A sensação térmica em Vila do Céu era de 40 graus na quinta-feira, quando Julio recebeu O DIA no consultório. Do bolso, ele tira um lenço para enxugar o suor no rosto. Apesar do ar condicionado, o calor é quase insuportável. Uma realidade que não assusta quem tem no currículo experiências no Haiti, onde o atendimento era feito em postos sem ventilação ou qualquer iluminação.
“Achei que iria encontrar um cenário no Rio muito pior do que realmente é. Vi que tem estrutura e a equipe é dedicada. É possível fazer um bom trabalho”, avalia ele, que deixou dois filhos na ilha de Fidel. “Um deles será médico”, diz, orgulhoso. Por aqui, o trabalho na comunidade de 29 mil habitantes será exaustivo. No hospital onde atuava em Cuba, ele tinha sob sua atenção 1,2 mil pessoas. Em Vila do Céu, serão 4 mil. Pacientes como a pequena Mariana Cadena, de 6 meses, estão na lista de atendimento. Enquanto mama, sua mãe, a camelô Raquel Cadena, 38, diz estar esperançosa.
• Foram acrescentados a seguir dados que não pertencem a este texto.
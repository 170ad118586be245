//! Task files.
//!
//! A task file is plain text holding a JSON `HeatTaskConfig` under a `HEAT_TASK` header.
//! The section runs until the next all-uppercase header line or the end of the file, so
//! notes under other headers may share the file:
//!
//! ```text
//! HEAT_TASK
//! {
//!   "regime": "Proportional",
//!   "controller": {"Kp": 1000.0, "b": 1.0, "y_ref": 400.0},
//!   "initial": {"Uniform": 300.0},
//!   "solver": {"t0": 0.0, "t_final": 2000.0, "dt": 3.0}
//! }
//! NOTES
//! steel rod, P control
//! ```
//!
//! A file without any header is parsed as a single JSON document.
use super::heat_error::HeatError;
use super::heat_task::HeatTaskConfig;
use log::{error, info};
use std::fs;
use std::path::Path;

pub const TASK_HEADER: &str = "HEAT_TASK";

fn is_header(line: &str) -> bool {
    let trimmed = line.trim();
    !trimmed.is_empty()
        && trimmed.chars().any(|c| c.is_alphabetic())
        && trimmed.chars().all(|c| c.is_uppercase() || c == '_')
}

/// Line range [start, end) of the task section; the whole text when there is no header
fn task_section(lines: &[&str]) -> (usize, usize) {
    let start = lines
        .iter()
        .position(|line| line.trim().to_uppercase() == TASK_HEADER)
        .map(|i| i + 1);
    match start {
        Some(start) => {
            let end = lines[start..]
                .iter()
                .position(|line| is_header(line))
                .map(|i| start + i)
                .unwrap_or(lines.len());
            (start, end)
        }
        None => (0, lines.len()),
    }
}

/// Parse the task section of a document
pub fn parse_task_document(content: &str) -> Result<HeatTaskConfig, HeatError> {
    let lines: Vec<&str> = content.lines().collect();
    let (start, end) = task_section(&lines);
    let section = lines[start..end].join("\n");
    if section.trim().is_empty() {
        return Err(HeatError::MissingData(format!(
            "no task data found under '{}'",
            TASK_HEADER
        )));
    }
    match serde_json::from_str::<HeatTaskConfig>(&section) {
        Ok(config) => Ok(config),
        Err(e) => {
            let file_line = start + e.line();
            error!(
                "Error parsing task data at line {}, column {} (line {} in file): {}",
                e.line(),
                e.column(),
                file_line,
                e
            );
            if let Some(problem_line) = lines.get(file_line.saturating_sub(1)) {
                error!("Problematic line: {}", problem_line);
                if e.column() >= 1 && e.column() <= problem_line.len() {
                    error!("{}^", " ".repeat(e.column() - 1));
                }
            }
            Err(HeatError::Json(e))
        }
    }
}

pub fn load_task_from_file<P: AsRef<Path>>(path: P) -> Result<HeatTaskConfig, HeatError> {
    let path = path.as_ref();
    let content = fs::read_to_string(path)?;
    let config = parse_task_document(&content)?;
    info!("Successfully parsed task data from file '{}'", path.display());
    Ok(config)
}

/// Write `config` under a `HEAT_TASK` header
pub fn save_task_to_file<P: AsRef<Path>>(config: &HeatTaskConfig, path: P) -> Result<(), HeatError> {
    let json = serde_json::to_string_pretty(config)?;
    fs::write(path.as_ref(), format!("{}\n{}\n", TASK_HEADER, json))?;
    Ok(())
}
“Ficamos quase dois meses sem o médico de família. A ajuda vinha da enfermeira, que acompanhava o peso da neném. Estava preocupada com o desenvolvimento dela”, avalia Raquel. A mãe disse não se importar com a consulta auxiliada por uma enfermeira tradutora. “Quero alguém para me atender. Não importa de onde venha”.
Dos R$ 10 mil que o governo brasileiro vai passar para a Organização Pan-Americana de Saúde, referentes ao trabalho dos cubanos, Julio e sua família vão ficar com cerca de R$ 2,3 mil. O restante é retido por Cuba, que durante os três anos que os médicos vão ficar aqui continuará depositando o salário deles. “O que vai para lá será reinvestido na área de saúde. Não é para mim. É para todo mundo”, explica Julio, sem se mostrar incomodado.
Cidade que mais avançou
Medo da violência noticiada
A rotina no Rio é parecida com a de Cuba. São 40 horas por semana, mas lá os médicos trabalham quatro horas todos os sábados. Assim como o colega que atua em Vila do Céu, José Manuel Anaya, 45, que trabalha no Centro de Saúde de Inhoaíba, passou pela Venezuela. Também esteve em Gana antes de vir para o Brasil.
No Rio, admite ter medo da violência: “Vejo nos jornais que aqui tem três, quatro mortos por dia. Por isso, estou sempre atento”, afirma o cubano, que ainda não teve tempo para conhecer pontos turísticos da cidade.